Herbert Smith has acted for AIB Capital Markets for the first time as it continues its push into structured finance.
Finance partner Jake Jackaman advised AIB on the Galway Bay collateralised debt obligation (CDO), AIB’s third in two years. This deal confirms AIB’s position as a key player in European leveraged financing.
Galway Bay is a cash-funded arbitrage CDO, which has issued e407m (£285.8m) of senior deferrable interest and subordinated notes to buy senior and mezzanine loans in the leveraged market.
Jackaman, who arrived at Herbert Smith from White & Case last year, replaced AIB’s prior adviser Ashurst Morris Crisp, which had acted on Clare Island, the previous CDO, in March 2002. Ashursts did not return a call for comment.
Jackaman said: “This deal for an investment adviser complements a number of highly structured private deals which we closed for arrangers earlier in the year.”
Galway Bay marks Herbert Smith’s first major incursion into the CDO market, although the firm’s securitisation practice, led by Jane Borrows, has won a number of mandates from arrangers such as HSBC, Lehman Brothers and Merrill Lynch in the past year.
In June it acted for HSBC on the £250m mortgage-backed deal for the Paragon Group and for Merrill Lynch on a £150m secured warehouse facility.
Advising Morgan Stanley, the lead managers, was a White & Case team led by Rich Reilly.

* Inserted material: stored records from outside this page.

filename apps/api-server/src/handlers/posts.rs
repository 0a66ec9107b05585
//! Blog post handlers.

use actix_web::{HttpResponse, web};
use uuid::Uuid;

use inkwell_core::domain::{AuthorName, BlogPost, NewBlogPost, PostChanges};
use inkwell_core::error::DomainError;
use inkwell_shared::dto::{CreatePostRequest, PostResponse, UpdatePostRequest};

use crate::middleware::error::{AppError, AppResult};
use crate::state::AppState;

fn to_response(post: BlogPost) -> PostResponse {
    PostResponse {
        id: post.id,
        author: post.author.display_name(),
        title: post.title,
        content: post.content,
        created: post.created,
    }
}

/// GET /posts
pub async fn list_posts(state: web::Data<AppState>) -> AppResult<HttpResponse> {
    let posts = state.posts.find_all().await?;
    tracing::debug!(count = posts.len(), "Listing posts");

    let body: Vec<PostResponse> = posts.into_iter().map(to_response).collect();
    Ok(HttpResponse::Ok().json(body))
}

/// GET /posts/{id}
pub async fn get_post(
    state: web::Data<AppState>,
    path: web::Path<Uuid>,
) -> AppResult<HttpResponse> {
    let id = path.into_inner();

    let post = state
        .posts
        .find_by_id(id)
        .await?
        .ok_or(DomainError::NotFound {
            entity_type: "Post",
            id,
        })?;

    Ok(HttpResponse::Ok().json(to_response(post)))
}

/// POST /posts
pub async fn create_post(
    state: web::Data<AppState>,
    body: web::Json<CreatePostRequest>,
) -> AppResult<HttpResponse> {
    let req = body.into_inner();

    let payload = NewBlogPost {
        author: AuthorName::new(req.author.first_name, req.author.last_name),
        title: req.title,
        content: req.content,
        created: req.created,
    };
    payload.validate()?;

    let post = state.posts.insert(payload).await?;
    tracing::info!(post_id = %post.id, "Post created");

    Ok(HttpResponse::Created().json(to_response(post)))
}

/// PUT /posts/{id}
///
/// Responds 201 on success. An unknown id is not an error: nothing changes
/// and the response is 201 with an empty body.
pub async fn update_post(
    state: web::Data<AppState>,
    path: web::Path<Uuid>,
    body: web::Json<UpdatePostRequest>,
) -> AppResult<HttpResponse> {
    let id = path.into_inner();
    let req = body.into_inner();

    if let Some(body_id) = req.id {
        if body_id != id {
            return Err(AppError::BadRequest(format!(
                "Request path id ({}) and request body id ({}) must match",
                id, body_id
            )));
        }
    }

    let changes = PostChanges {
        title: req.title,
        content: req.content,
    };
    changes.validate()?;

    match state.posts.update_by_id(id, changes).await? {
        Some(post) => {
            tracing::info!(post_id = %id, "Post updated");
            Ok(HttpResponse::Created().json(to_response(post)))
        }
        None => {
            tracing::warn!(post_id = %id, "Update matched no post");
            Ok(HttpResponse::Created().finish())
        }
    }
}

/// DELETE /posts/{id}
///
/// Always 204; deleting an unknown id is a no-op.
pub async fn delete_post(
    state: web::Data<AppState>,
    path: web::Path<Uuid>,
) -> AppResult<HttpResponse> {
    let id = path.into_inner();

    if state.posts.delete(id).await? {
        tracing::info!(post_id = %id, "Post deleted");
    } else {
        tracing::warn!(post_id = %id, "Delete matched no post");
    }

    Ok(HttpResponse::NoContent().finish())
}
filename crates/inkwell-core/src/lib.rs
//! # Inkwell Core
//!
//! The domain layer of the Inkwell blog service.
//! This crate contains the post entity and store ports, with zero infrastructure dependencies.

pub mod domain;
pub mod error;
pub mod ports;

pub use error::{DomainError, RepoError};
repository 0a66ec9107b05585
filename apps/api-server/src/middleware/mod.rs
//! Middleware modules.

pub mod error;
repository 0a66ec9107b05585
//! Health check endpoint.

use actix_web::{HttpResponse, web};
use serde::Serialize;

use crate::state::AppState;

#[derive(Serialize)]
pub struct HealthResponse {
    pub status: &'static str,
    pub version: &'static str,
    pub store: &'static str,
    pub timestamp: String,
}

/// Health check endpoint - returns server and store status.
///
/// GET /health
pub async fn health_check(state: web::Data<AppState>) -> HttpResponse {
    let (status, store) = store_status(&state).await;

    let response = HealthResponse {
        status,
        version: env!("CARGO_PKG_VERSION"),
        store,
        timestamp: chrono::Utc::now().to_rfc3339(),
    };

    HttpResponse::Ok().json(response)
}

#[cfg(feature = "database")]
async fn store_status(state: &AppState) -> (&'static str, &'static str) {
    match &state.db {
        Some(db) => match db.ping().await {
            Ok(()) => ("ok", "database"),
            Err(e) => {
                tracing::error!("Database ping failed: {}", e);
                ("degraded", "database")
            }
        },
        None => ("ok", "memory"),
    }
}

#[cfg(not(feature = "database"))]
async fn store_status(_state: &AppState) -> (&'static str, &'static str) {
    ("ok", "memory")
}
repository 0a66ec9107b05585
//! Ports - trait definitions for external dependencies.
//! These are the "interfaces" that infrastructure must implement.

mod repository;

pub use repository::{BaseRepository, PostStore, StoreReset};
//! SeaORM post store.

use async_trait::async_trait;
use sea_orm::sea_query::Expr;
use sea_orm::{ColumnTrait, EntityTrait, QueryFilter, QueryOrder, TransactionTrait};
use uuid::Uuid;

use inkwell_core::domain::{BlogPost, NewBlogPost, PostChanges};
use inkwell_core::error::RepoError;
use inkwell_core::ports::{BaseRepository, PostStore, StoreReset};

use super::entity::post::{self, Entity as PostEntity};
use super::sea_orm_base::{SeaOrmRepository, repo_error};

/// Post store backed by any SeaORM connection (Postgres in production).
pub type SeaOrmPostStore = SeaOrmRepository<PostEntity>;

#[async_trait]
impl PostStore for SeaOrmPostStore {
    async fn insert_many(&self, posts: Vec<NewBlogPost>) -> Result<Vec<BlogPost>, RepoError> {
        if posts.is_empty() {
            return Ok(Vec::new());
        }

        let records: Vec<BlogPost> = posts.into_iter().map(BlogPost::new).collect();
        let models: Vec<post::ActiveModel> = records.iter().cloned().map(Into::into).collect();

        let txn = self.db.begin().await.map_err(repo_error)?;
        PostEntity::insert_many(models)
            .exec_without_returning(&txn)
            .await
            .map_err(repo_error)?;
        txn.commit().await.map_err(repo_error)?;

        tracing::debug!(count = records.len(), "Inserted posts");
        Ok(records)
    }

    async fn find_all(&self) -> Result<Vec<BlogPost>, RepoError> {
        let result = PostEntity::find()
            .order_by_asc(post::Column::Created)
            .order_by_asc(post::Column::Id)
            .all(self.db.as_ref())
            .await
            .map_err(repo_error)?;

        Ok(result.into_iter().map(Into::into).collect())
    }

    async fn update_by_id(
        &self,
        id: Uuid,
        changes: PostChanges,
    ) -> Result<Option<BlogPost>, RepoError> {
        if changes.is_empty() {
            return BaseRepository::<BlogPost, Uuid>::find_by_id(self, id).await;
        }

        // A concurrent delete shows up as zero rows affected.
        let mut update = PostEntity::update_many().filter(post::Column::Id.eq(id));
        if let Some(title) = changes.title {
            update = update.col_expr(post::Column::Title, Expr::value(title));
        }
        if let Some(content) = changes.content {
            update = update.col_expr(post::Column::Content, Expr::value(content));
        }

        let result = update.exec(self.db.as_ref()).await.map_err(repo_error)?;
        if result.rows_affected == 0 {
            tracing::debug!(post_id = %id, "Update matched no post");
            return Ok(None);
        }

        tracing::debug!(post_id = %id, "Updated post");
        BaseRepository::<BlogPost, Uuid>::find_by_id(self, id).await
    }
}

#[async_trait]
impl StoreReset for SeaOrmPostStore {
    async fn drop_all(&self) -> Result<u64, RepoError> {
        let result = PostEntity::delete_many()
            .exec(self.db.as_ref())
            .await
            .map_err(repo_error)?;

        Ok(result.rows_affected)
    }
}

The US firm has acted for Morgan Stanley on all three of AIB’s CDOs and has built up a strong practice as deal counsel for arrangers, having acted on both of the Duchess CDOs.
As reported in The Lawyer in February 2002, White & Case snagged the Duchess 1 tap issue and Duchess 2 CDO for CIBC World Markets after Freshfields Bruckhaus Deringer turned down the work because it did not have sufficient resources to handle it.